Defunct American talent agency

The Endeavor Talent Agency was an American talent agency founded by Ari Emanuel, Rick Rosen, Tom Strickler, and David Greenblatt. It was launched in March 1995 and went on to represent a wide variety of acclaimed film and television stars. In April 2009, Emanuel and Endeavor executive Patrick Whitesell orchestrated a merger with the William Morris Agency, resulting in William Morris Endeavor. William Morris Endeavor was renamed Endeavor in October 2017.

==History==

=== Formation ===

The roots of Endeavor can be traced to ICM Partners, where founders Emanuel, Rosen, Strickler, and Greenblatt were all top television agents. Emanuel was motivated to start his own company after starting a year and a half in recovery after being hit by a flatbed truck. In early 1995, they formed a plan to start their own agency, which was ultimately discovered by ICM Chairman Jeff Berg.

On March 29, the four agents were fired from ICM and immediately formed Endeavor. The agency began operations on March 30, working mainly with television clients from an office above the former Islands Restaurant in South Beverly Hills. Co-founder Ari Emanuel and the Endeavor Agency were the basis for the character Ari Gold, and his Miller Gold Agency, on HBO's Entourage.

=== 1996–2003: Expansion / Whitesell joins ===

In 1996, Endeavor moved to a new high-rise building at 9601 Wilshire Boulevard in Beverly Hills. Three new partners from CAA quickly joined the company: David Lonner, Doug Robinson, and Adam Venit. Lonner's clientele included the feature directors that Endeavor needed to solidify its standing as a full service agency. Robinson and Venit were the first actors' agents and had a client list that included Hank Azaria, Adam Sandler, and David Spade (all of whom are now represented by WME).

The Endeavor talent department grew dramatically during the next eight years, mainly with the 2001 addition of former CAA talent head, Patrick Whitesell.
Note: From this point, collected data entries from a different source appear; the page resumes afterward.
//! 运行配置
//!
//! 从可选的 JSON 文件加载，所有字段都有默认值；命令行参数再覆盖文件里的值。

use crate::error::{MonitorError, MonitorResult};
use crate::monitor::{Markers, ReportFormat, SpeedChange};
use crate::sim::SimTime;
use serde::{Deserialize, Serialize};
use std::fs;
use std::path::{Path, PathBuf};

/// 宿主的绝对超时（毫秒），与原测试脚本一致
pub const DEFAULT_TIMEOUT_MS: u64 = 18_000_000;

#[derive(Debug, Clone, PartialEq, Serialize, Deserialize)]
#[serde(default)]
pub struct MonitorConfig {
    /// 节点总数；缺省时由回放宿主取 trace 里的最大节点号
    pub total_nodes: Option<usize>,
    pub speed_limit: f64,
    pub timeout_ms: u64,
    pub markers: Markers,
    pub speed_change: Option<SpeedChange>,
    pub output_dir: PathBuf,
    pub report_format: ReportFormat,
}

impl Default for MonitorConfig {
    fn default() -> Self {
        Self {
            total_nodes: None,
            speed_limit: 1.0,
            timeout_ms: DEFAULT_TIMEOUT_MS,
            markers: Markers::default(),
            speed_change: None,
            output_dir: PathBuf::from("."),
            report_format: ReportFormat::Full,
        }
    }
}

impl MonitorConfig {
    pub fn from_json_str(raw: &str) -> MonitorResult<Self> {
        let cfg: MonitorConfig = serde_json::from_str(raw)?;
        cfg.validate()?;
        Ok(cfg)
    }

    pub fn from_json_file(path: &Path) -> MonitorResult<Self> {
        let raw = fs::read_to_string(path)?;
        Self::from_json_str(&raw)
    }

    pub fn timeout(&self) -> SimTime {
        SimTime::from_millis(self.timeout_ms)
    }

    pub fn validate(&self) -> MonitorResult<()> {
        if self.total_nodes == Some(0) {
            return Err(MonitorError::InvalidConfig(
                "total_nodes must be at least 1".to_string(),
            ));
        }
        check_speed("speed_limit", self.speed_limit)?;
        if let Some(change) = &self.speed_change {
            check_speed("speed_change.speed_limit", change.speed_limit)?;
        }

        let m = &self.markers;
        let named = [
            ("completion", &m.completion),
            ("schedule_update", &m.schedule_update),
            ("receive", &m.receive),
            ("transmit", &m.transmit),
            ("timeout", &m.timeout),
            ("neighbor_link", &m.neighbor_link),
        ];
        // 空子串会匹配所有消息
        for (name, marker) in named {
            if marker.is_empty() {
                return Err(MonitorError::InvalidConfig(format!(
                    "marker `{name}` must not be empty"
                )));
            }
        }
        if m.topology.iter().any(String::is_empty) {
            return Err(MonitorError::InvalidConfig(
                "topology markers must not be empty".to_string(),
            ));
        }
        Ok(())
    }
}

fn check_speed(name: &str, v: f64) -> MonitorResult<()> {
    if v.is_finite() && v > 0.0 {
        Ok(())
    } else {
        Err(MonitorError::InvalidConfig(format!(
            "{name} must be a positive number, got {v}"
        )))
    }
}
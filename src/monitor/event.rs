//! 节点日志事件
//!
//! 宿主仿真器产生的一条日志：来源节点、时间戳和原始消息文本。

use crate::sim::SimTime;
use std::fmt;

/// 节点（mote）标识符，从 1 开始编号。
#[derive(Debug, Clone, Copy, PartialEq, Eq, PartialOrd, Ord, Hash)]
pub struct NodeId(pub usize);

impl NodeId {
    /// 对应 `perNodeStats` 中的下标（`NodeId(1)` -> 0）。节点号为 0 时返回 `None`。
    pub fn index(self) -> Option<usize> {
        self.0.checked_sub(1)
    }
}

impl fmt::Display for NodeId {
    fn fmt(&self, f: &mut fmt::Formatter<'_>) -> fmt::Result {
        write!(f, "{}", self.0)
    }
}

/// 一条日志事件，只被消费一次。
#[derive(Debug, Clone, PartialEq, Eq)]
pub struct LogEvent {
    pub node: NodeId,
    pub at: SimTime,
    pub message: String,
}

impl LogEvent {
    pub fn new(node: usize, at: u64, message: impl Into<String>) -> Self {
        Self {
            node: NodeId(node),
            at: SimTime(at),
            message: message.into(),
        }
    }

    /// 原始日志里的一行：`<nodeId>:<message>`
    pub fn raw_line(&self) -> String {
        format!("{}:{}", self.node, self.message)
    }
}
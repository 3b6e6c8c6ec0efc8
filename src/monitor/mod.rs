//! 监视模块
//!
//! 观察节点日志、按消息内容分类、累计每个节点的计数，所有节点上报完成后输出报告。

// 子模块声明
mod aggregator;
mod control;
mod event;
mod link_stats;
mod markers;
mod output;
mod run;
mod stats;

// 重新导出公共接口
pub use aggregator::{EventAggregator, RunPhase, RunState, schedule_installation_seconds};
pub use control::{HostControl, SpeedChange, SpeedTrigger};
pub use event::{LogEvent, NodeId};
pub use link_stats::{NeighborLinkReport, parse_neighbor_link};
pub use markers::{Classification, LINK_COUNT_MARKER, Markers, parse_link_count};
pub use output::{RunOutput, ReportFormat, raw_log_path, render_report, report_path};
pub use run::{HarnessPhase, RunMonitor, SLEEP_MESSAGE, sleep_delay};
pub use stats::{LegacyReport, NodeStats, Report};
use super::support::unique_temp_dir;
use crate::monitor::{
    EventAggregator, LogEvent, ReportFormat, RunOutput, render_report, report_path,
};
use crate::sim::SimTime;
use serde_json::Value;
use std::fs;

fn sample_report() -> crate::monitor::Report {
    let agg = EventAggregator::default();
    let mut state = agg.initialize(2, 2.0).expect("initialize");
    agg.finalize_early(&mut state, SimTime(4_000_000))
        .expect("finalize early")
}

#[test]
fn output_writes_raw_lines_and_pretty_report() {
    let dir = unique_temp_dir("output");
    let mut out = RunOutput::create(&dir, "42", ReportFormat::Full).expect("create output");
    assert!(out.raw_log_path().ends_with("simulation42.log"));
    assert!(out.report_path().ends_with("simulation-stats42.json"));

    out.append(&LogEvent::new(1, 0, "Sending 8 bytes")).expect("append");
    out.append(&LogEvent::new(2, 5, "a:b:c")).expect("append");
    let raw_path = out.raw_log_path().to_path_buf();
    let report = sample_report();
    out.finish(&report).expect("finish");

    let raw = fs::read_to_string(&raw_path).expect("read raw log");
    assert_eq!(raw, "1:Sending 8 bytes\n2:a:b:c\n");
    assert_eq!(
        raw.lines().last(),
        Some(LogEvent::new(2, 5, "a:b:c").raw_line().as_str())
    );

    let text = fs::read_to_string(report_path(&dir, "42")).expect("read report");
    assert!(text.contains("\n    \"firstScheduleEventTime\": null"));
    let v: Value = serde_json::from_str(&text).expect("parse report");
    assert_eq!(v["speedLimit"], Value::from(2.0));
    assert_eq!(v["perNodeStats"].as_array().map(Vec::len), Some(2));

    let _ = fs::remove_dir_all(&dir);
}

#[test]
fn legacy_format_uses_flat_arrays() {
    let report = sample_report();
    let text = render_report(&report, ReportFormat::Legacy).expect("render");
    let v: Value = serde_json::from_str(&text).expect("parse");
    assert_eq!(v["firstScheduleMsgTime"], Value::from(0));
    assert_eq!(v["tx"], serde_json::json!([0, 0]));
    assert_eq!(v["rx"], serde_json::json!([0, 0]));
    assert_eq!(v["timeouts"], serde_json::json!([0, 0]));
    assert_eq!(v["scheduleInstallationTime"], Value::from(2.0));
    assert!(v.get("perNodeStats").is_none());
}

#[test]
fn dropping_unfinished_output_flushes_raw_log() {
    let dir = unique_temp_dir("output-drop");
    let raw_path = {
        let mut out = RunOutput::create(&dir, "7", ReportFormat::Full).expect("create output");
        out.append(&LogEvent::new(3, 0, "Hello")).expect("append");
        out.raw_log_path().to_path_buf()
    };
    assert_eq!(fs::read_to_string(raw_path).expect("read raw log"), "3:Hello\n");
    let _ = fs::remove_dir_all(&dir);
}

#[test]
fn rendered_report_is_utf8_with_four_space_indent() {
    let mut report = sample_report();
    report.per_node_stats[0]
        .neighbor_link_stats
        .insert("邻居-1".to_string(), serde_json::Map::new());
    let text = render_report(&report, ReportFormat::Full).expect("render");
    assert!(text.starts_with("{\n    \"firstScheduleEventTime\""));
    assert!(text.contains("\"邻居-1\": {}"));
    let v: Value = serde_json::from_str(&text).expect("parse");
    assert!(v["perNodeStats"][0]["neighborLinkStats"].get("邻居-1").is_some());
}
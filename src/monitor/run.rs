//! 运行监视器
//!
//! 测试脚本本体：把聚合器接到输出文件和宿主控制信号上。
//!
//! 阶段：`Monitoring`（逐条记录并聚合日志）-> `Settling`（报告已写出，等待宿主的
//! `sleep` 消息）-> `Passed`（已宣告测试通过）。宿主超时可以从任何未通过的阶段直接
//! 结束运行。

use super::aggregator::{EventAggregator, RunState};
use super::control::HostControl;
use super::event::LogEvent;
use super::output::RunOutput;
use super::stats::Report;
use crate::config::MonitorConfig;
use crate::error::MonitorResult;
use crate::sim::SimTime;
use tracing::{debug, info, trace};

/// 结算后请求宿主延时投递的消息
pub const SLEEP_MESSAGE: &str = "sleep";

#[derive(Debug, Clone, Copy, PartialEq, Eq)]
pub enum HarnessPhase {
    Monitoring,
    Settling,
    Passed,
}

/// 结算后的等待时长（仿真毫秒）：倍率为 1 时等 5 秒，否则 `2000 * speed_limit`。
pub fn sleep_delay(speed_limit: f64) -> SimTime {
    if speed_limit == 1.0 {
        SimTime::from_millis(5_000)
    } else {
        SimTime((2_000.0 * speed_limit * 1_000.0).round() as u64)
    }
}

pub struct RunMonitor {
    aggregator: EventAggregator,
    state: RunState,
    output: Option<RunOutput>,
    phase: HarnessPhase,
    report: Option<Report>,
}

impl RunMonitor {
    /// 初始化运行状态并向宿主下发初始速度倍率。`output` 为 `None` 时不落盘。
    pub fn start(
        aggregator: EventAggregator,
        total_nodes: usize,
        speed_limit: f64,
        output: Option<RunOutput>,
        host: &mut dyn HostControl,
    ) -> MonitorResult<Self> {
        let state = aggregator.initialize(total_nodes, speed_limit)?;
        host.set_speed_limit(speed_limit);
        info!(total_nodes, speed_limit, "🚦 开始监视运行");
        Ok(Self {
            aggregator,
            state,
            output,
            phase: HarnessPhase::Monitoring,
            report: None,
        })
    }

    pub fn from_config(
        cfg: &MonitorConfig,
        total_nodes: usize,
        output: Option<RunOutput>,
        host: &mut dyn HostControl,
    ) -> MonitorResult<Self> {
        let aggregator = EventAggregator::new(cfg.markers.clone(), cfg.speed_change);
        Self::start(aggregator, total_nodes, cfg.speed_limit, output, host)
    }

    pub fn phase(&self) -> HarnessPhase {
        self.phase
    }

    pub fn state(&self) -> &RunState {
        &self.state
    }

    pub fn report(&self) -> Option<&Report> {
        self.report.as_ref()
    }

    pub fn into_report(self) -> Option<Report> {
        self.report
    }

    /// 宿主投递的一条节点日志。
    pub fn on_mote_event(
        &mut self,
        event: &LogEvent,
        host: &mut dyn HostControl,
    ) -> MonitorResult<()> {
        if self.phase != HarnessPhase::Monitoring {
            trace!(phase = ?self.phase, node = %event.node, "已结算，忽略节点日志");
            return Ok(());
        }
        // 先落原始日志，再分类
        if let Some(out) = self.output.as_mut() {
            out.append(event)?;
        }
        if let Some(report) = self.aggregator.handle_event(&mut self.state, event, host)? {
            self.conclude(report)?;
            let delay = sleep_delay(self.state.speed_limit());
            debug!(delay = ?delay, "请求宿主延时投递 sleep");
            host.generate_message(delay, SLEEP_MESSAGE);
            self.phase = HarnessPhase::Settling;
        }
        Ok(())
    }

    /// 宿主生成的消息（不属于任何节点）。
    pub fn on_host_message(&mut self, message: &str, host: &mut dyn HostControl) {
        if self.phase == HarnessPhase::Settling && message == SLEEP_MESSAGE {
            info!("✅ 等待结束，测试通过");
            host.test_ok();
            self.phase = HarnessPhase::Passed;
        } else {
            trace!(phase = ?self.phase, message, "忽略宿主消息");
        }
    }

    /// 宿主的绝对超时到期。未结算时强制结算并写出部分报告。
    pub fn on_timeout(&mut self, now: SimTime, host: &mut dyn HostControl) -> MonitorResult<()> {
        match self.phase {
            HarnessPhase::Monitoring => {
                info!(now = ?now, "⏰ 宿主超时，强制结算");
                let report = self.aggregator.finalize_early(&mut self.state, now)?;
                self.conclude(report)?;
            }
            HarnessPhase::Settling => {
                info!(now = ?now, "⏰ 宿主超时，跳过剩余等待");
            }
            HarnessPhase::Passed => return Ok(()),
        }
        host.test_ok();
        self.phase = HarnessPhase::Passed;
        Ok(())
    }

    fn conclude(&mut self, report: Report) -> MonitorResult<()> {
        let output = self.output.take();
        let report = self.report.insert(report);
        if let Some(out) = output {
            out.finish(report)?;
        }
        Ok(())
    }
}
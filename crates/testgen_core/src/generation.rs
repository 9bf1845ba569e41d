use std::time::Duration;

/// Delay between the cancel click and the run being shown as stopped.
pub const CANCEL_SETTLE_DELAY: Duration = Duration::from_millis(500);
/// How long the cancellation notice stays in the step line.
pub const CANCEL_NOTICE_LIFETIME: Duration = Duration::from_secs(3);
/// How long a completed run keeps showing before it resets.
pub const COMPLETION_DISPLAY_WINDOW: Duration = Duration::from_secs(2);

pub const CANCEL_NOTICE: &str = "Generation cancelled";

/// Observable projection of the current run.
///
/// Mutated only by [`crate::update`] in response to run events and user actions.
#[derive(Debug, Clone, PartialEq, Default)]
pub struct GenerationViewState {
    pub is_running: bool,
    pub progress_percent: f64,
    pub current_step_message: String,
    pub kb_notes: Vec<String>,
    pub estimated_seconds_remaining: Option<f64>,
    pub is_cancelling: bool,
    pub is_complete: bool,
    pub final_test_case_count: u32,
    pub final_kb_compliance_score: Option<f64>,
    pub test_cases_received: usize,
    pub error: Option<String>,
}

impl GenerationViewState {
    /// Resets the per-run fields. Returns `false` (and changes nothing) while
    /// a run is already active.
    pub fn begin_run(&mut self) -> bool {
        if self.is_running {
            return false;
        }
        *self = Self {
            is_running: true,
            ..Self::default()
        };
        true
    }

    /// Percent is clamped to `[0, 100]` and never moves backwards.
    pub fn apply_progress(&mut self, percent: f64, estimated_seconds_remaining: Option<f64>) {
        if percent.is_finite() {
            let clamped = percent.clamp(0.0, 100.0);
            if clamped > self.progress_percent {
                self.progress_percent = clamped;
            }
        }
        self.estimated_seconds_remaining = estimated_seconds_remaining
            .filter(|secs| secs.is_finite())
            .map(|secs| secs.max(0.0));
    }

    pub fn apply_step(&mut self, message: impl Into<String>) {
        self.current_step_message = message.into();
    }

    pub fn apply_kb_note(&mut self, message: impl Into<String>) {
        self.kb_notes.push(message.into());
    }

    pub fn apply_test_case_arrived(&mut self) {
        self.test_cases_received += 1;
    }

    /// The run stays visible (`is_running`) until [`Self::end_run`].
    pub fn apply_complete(&mut self, test_case_count: u32, kb_compliance_score: Option<f64>) {
        self.final_test_case_count = test_case_count;
        self.final_kb_compliance_score = kb_compliance_score
            .filter(|score| score.is_finite())
            .map(|score| score.clamp(0.0, 100.0));
        self.progress_percent = 100.0;
        self.estimated_seconds_remaining = None;
        self.is_complete = true;
    }

    /// Stops immediately and drops partial progress.
    pub fn apply_failed(&mut self, reason: impl Into<String>) {
        self.is_running = false;
        self.is_cancelling = false;
        self.is_complete = false;
        self.progress_percent = 0.0;
        self.estimated_seconds_remaining = None;
        self.current_step_message.clear();
        self.error = Some(reason.into());
    }

    /// Returns `true` if a cancellation was started by this call.
    pub fn begin_cancel(&mut self) -> bool {
        if !self.is_running || self.is_cancelling || self.is_complete {
            return false;
        }
        self.is_cancelling = true;
        true
    }

    pub fn finish_cancel(&mut self) {
        self.is_running = false;
        self.is_cancelling = false;
        self.estimated_seconds_remaining = None;
        self.current_step_message = CANCEL_NOTICE.to_string();
    }

    /// Clears the cancellation notice unless something else replaced it.
    pub fn clear_cancel_notice(&mut self) {
        if !self.is_running && self.current_step_message == CANCEL_NOTICE {
            self.current_step_message.clear();
        }
    }

    pub fn end_run(&mut self) {
        self.is_running = false;
        self.is_cancelling = false;
    }

    pub fn set_validation_error(&mut self, message: impl Into<String>) {
        self.error = Some(message.into());
    }
}

#[cfg(test)]
mod tests {
    use super::*;

    fn running() -> GenerationViewState {
        let mut state = GenerationViewState::default();
        assert!(state.begin_run());
        state
    }

    #[test]
    fn begin_run_resets_previous_results() {
        let mut state = running();
        state.apply_kb_note("note");
        state.apply_complete(12, Some(92.0));
        state.end_run();
        state.error = Some("old".to_string());

        assert!(state.begin_run());
        assert!(state.kb_notes.is_empty());
        assert_eq!(state.final_test_case_count, 0);
        assert_eq!(state.final_kb_compliance_score, None);
        assert_eq!(state.progress_percent, 0.0);
        assert_eq!(state.error, None);
        assert!(state.is_running);
    }

    #[test]
    fn begin_run_is_refused_while_running() {
        let mut state = running();
        state.apply_progress(40.0, None);
        assert!(!state.begin_run());
        assert_eq!(state.progress_percent, 40.0);
    }

    #[test]
    fn progress_is_clamped_and_monotonic() {
        let mut state = running();
        state.apply_progress(50.0, Some(10.0));
        state.apply_progress(20.0, Some(8.0));
        assert_eq!(state.progress_percent, 50.0);
        assert_eq!(state.estimated_seconds_remaining, Some(8.0));

        state.apply_progress(250.0, None);
        assert_eq!(state.progress_percent, 100.0);
        assert_eq!(state.estimated_seconds_remaining, None);

        let mut state = running();
        state.apply_progress(-5.0, Some(-3.0));
        assert_eq!(state.progress_percent, 0.0);
        assert_eq!(state.estimated_seconds_remaining, Some(0.0));
        state.apply_progress(f64::NAN, None);
        assert_eq!(state.progress_percent, 0.0);
    }

    #[test]
    fn failure_drops_partial_progress() {
        let mut state = running();
        state.apply_progress(66.0, Some(6.0));
        state.apply_step("Generator Agent: Test cases generated");
        state.apply_failed("connection reset");

        assert!(!state.is_running);
        assert_eq!(state.progress_percent, 0.0);
        assert!(state.current_step_message.is_empty());
        assert_eq!(state.error.as_deref(), Some("connection reset"));
    }

    #[test]
    fn cancel_notice_clears_only_itself() {
        let mut state = running();
        assert!(state.begin_cancel());
        assert!(!state.begin_cancel());
        state.finish_cancel();
        assert_eq!(state.current_step_message, CANCEL_NOTICE);
        state.clear_cancel_notice();
        assert!(state.current_step_message.is_empty());

        let mut state = running();
        state.apply_step("Planner Agent: Analyzing requirements...");
        state.clear_cancel_notice();
        assert_eq!(
            state.current_step_message,
            "Planner Agent: Analyzing requirements..."
        );
    }

    #[test]
    fn completed_run_cannot_be_cancelled() {
        let mut state = running();
        state.apply_complete(3, Some(140.0));
        assert_eq!(state.final_kb_compliance_score, Some(100.0));
        assert!(!state.begin_cancel());
        assert!(state.is_running);
    }
}
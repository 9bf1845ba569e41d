//! Test generator engine: event sources, backend client and effect execution.
mod api;
mod channel;
mod driver;
mod engine;
mod export;
mod mock_data;
mod persist;
mod scheduler;
mod stream;
mod types;
mod uploads;

pub use api::{ApiError, ApiSettings, Backend, HttpBackend, Project, StatusReply, DEFAULT_API_BASE_URL};
pub use channel::{ChannelHandlers, JobHandle, RunChannel, RunHandlers};
pub use driver::{
    mock_run_duration, start_mock_run, MockStep, INITIAL_DELAY, MOCK_KB_COMPLIANCE_SCORE,
    MOCK_STEPS, MOCK_TEST_CASE_COUNT,
};
pub use engine::{BackendClient, EngineError, EngineHandle, EngineSettings, RunSource};
pub use export::{export_to_dir, ExportArtifact, ExportError, MOCK_EXCEL_CONTENT};
pub use persist::{OutputDir, PersistError};
pub use scheduler::{Scheduler, TimerId, TimerTask, TokioScheduler, VirtualScheduler};
pub use stream::{
    start_stream_run, EventStreamDecoder, EventStreamSource, KbNotePolicy, StreamError,
    StreamSettings,
};
pub use types::EngineEvent;
pub use uploads::{mime_type_for, sha256_hex, LoadedFile, UploadError};
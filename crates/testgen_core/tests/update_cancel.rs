use std::sync::Once;

use pretty_assertions::assert_eq;
use testgen_core::{
    update, AppState, Effect, JobEvent, Msg, CANCEL_NOTICE, CANCEL_NOTICE_LIFETIME,
    CANCEL_SETTLE_DELAY,
};

fn init_logging() {
    static INIT: Once = Once::new();
    INIT.call_once(engine_logging::initialize_for_tests);
}

fn running() -> AppState {
    let (state, _) = update(AppState::new(), Msg::RequirementsTextChanged("Login".into()));
    let (state, _) = update(state, Msg::GenerateClicked);
    let (state, _) = update(
        state,
        Msg::RunEvent {
            run_id: 1,
            event: JobEvent::Progress {
                percent: 20.0,
                estimated_seconds_remaining: Some(16.0),
            },
        },
    );
    state
}

#[test]
fn cancel_stops_run_after_settle_delay() {
    init_logging();
    let (state, effects) = update(running(), Msg::CancelClicked);
    assert_eq!(
        effects,
        vec![
            Effect::CancelRun { run_id: 1 },
            Effect::ScheduleMsg {
                after: CANCEL_SETTLE_DELAY,
                msg: Msg::CancelSettled { run_id: 1 },
            },
        ]
    );
    assert!(state.generation().is_cancelling);
    let progress = state.view().progress.expect("still visible while cancelling");
    assert_eq!(progress.cancel.label, "Cancelling...");
    assert!(!progress.cancel.enabled);

    // Events still in flight are dropped.
    let (state, _) = update(
        state,
        Msg::RunEvent {
            run_id: 1,
            event: JobEvent::Step {
                message: "Planner Agent: Test plan created".into(),
            },
        },
    );
    assert_ne!(
        state.generation().current_step_message,
        "Planner Agent: Test plan created"
    );

    let (state, effects) = update(state, Msg::CancelSettled { run_id: 1 });
    assert_eq!(
        effects,
        vec![Effect::ScheduleMsg {
            after: CANCEL_NOTICE_LIFETIME,
            msg: Msg::CancelNoticeExpired { run_id: 1 },
        }]
    );
    assert!(!state.generation().is_running);
    assert!(!state.generation().is_cancelling);
    assert!(state.view().progress.is_none());
    assert_eq!(state.view().status_line.as_deref(), Some(CANCEL_NOTICE));
    assert!(state.is_settled());

    let (state, _) = update(state, Msg::CancelNoticeExpired { run_id: 1 });
    assert_eq!(state.view().status_line, None);
}

#[test]
fn second_cancel_is_a_noop() {
    init_logging();
    let (state, _) = update(running(), Msg::CancelClicked);
    let (_, effects) = update(state, Msg::CancelClicked);
    assert!(effects.is_empty());
}

#[test]
fn cancel_without_a_run_is_a_noop() {
    init_logging();
    let state = AppState::new();
    let (next, effects) = update(state.clone(), Msg::CancelClicked);
    assert!(effects.is_empty());
    assert_eq!(next, state);
}

#[test]
fn notice_from_old_cancel_does_not_clear_new_run() {
    init_logging();
    let (state, _) = update(running(), Msg::CancelClicked);
    let (state, _) = update(state, Msg::CancelSettled { run_id: 1 });
    let (state, effects) = update(state, Msg::GenerateClicked);
    assert_eq!(effects, vec![Effect::StartRun { run_id: 2 }]);
    let (state, _) = update(
        state,
        Msg::RunEvent {
            run_id: 2,
            event: JobEvent::Step {
                message: "Planner Agent: Analyzing requirements...".into(),
            },
        },
    );

    let (state, _) = update(state, Msg::CancelNoticeExpired { run_id: 1 });
    assert_eq!(
        state.generation().current_step_message,
        "Planner Agent: Analyzing requirements..."
    );
    assert!(state.generation().is_running);
}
Whitesell led the development of the agency's list of feature film headliners, with a talent pool that included Ben Affleck, Christian Bale, Matt Damon, Hugh Jackman, and Jude Law. The group also signed several comedy stars during that period, including Sacha Baron Cohen, Kevin James, and Charlie Sheen.

=== 2003–2009: Continued growth ===

By 2003, Endeavor had become one of the industry's fastest-growing talent agencies. In June of that year, they relocated to 9601 Wilshire Boulevard in Beverly Hills, which is now the current headquarters of WME. The Wilshire office was designed by UCLA professor and architect Neil Denari with wall graphics by 2x4 of New York City. For this project, NMDA Inc., the company of Neil Denari, and associate architect Interior Architects received the 2007 Institute Honor Award for Interior Architecture from the American Institute of Architects (AIA).

In 2006, agent Nancy Josephson left ICM after the company went through an ownership change. Endeavor quickly brought in Josephson and her clients – Friends creators Marta Kauffman and David Crane, Craig Ferguson, Tyra Banks, and director David Frankel. Soon after, ICM agents Matt Solo and Robert Newman joined as well. Solo's roster included The Shield creator Shawn Ryan, while Newman's brought esteemed film directors Guillermo del Toro, Baz Luhrmann, Danny Boyle and Robert Rodriguez.

2008 brought four key additions from UTA, including talent agents Sharon Jackson and Nick Stevens. Their clients, Will Arnett, Jack Black, Jonah Hill, Amy Poehler, and Ben Stiller, bolstered the agency's comedy department.

=== 2009–present ===

In 2008, Emanuel and Whitesell began preliminary discussions with the William Morris Agency about a company merger. By April 2009, the announcement was made and William Morris Endeavor was formed. WMA relocated to Endeavor's Beverly Hills office and Emanuel and Whitesell retained the titles of Co-CEOs. Their successful partnership led Fortune to name Emanuel and Whitesell on their 2010 "Businessperson of the Year" list.

Following the disappearance of Washington Post journalist Jamal Khashoggi on 2 October 2018, and reports that a Saudi hit squad had assassinated him, Endeavor vowed to sever its ties with Saudi Arabia. Emanuel reportedly called White House senior adviser and Trump son-in-law Jared Kushner to relay his frustration and discuss withdrawing the agency from a $400 million financial deal with the regime in Saudi Arabia.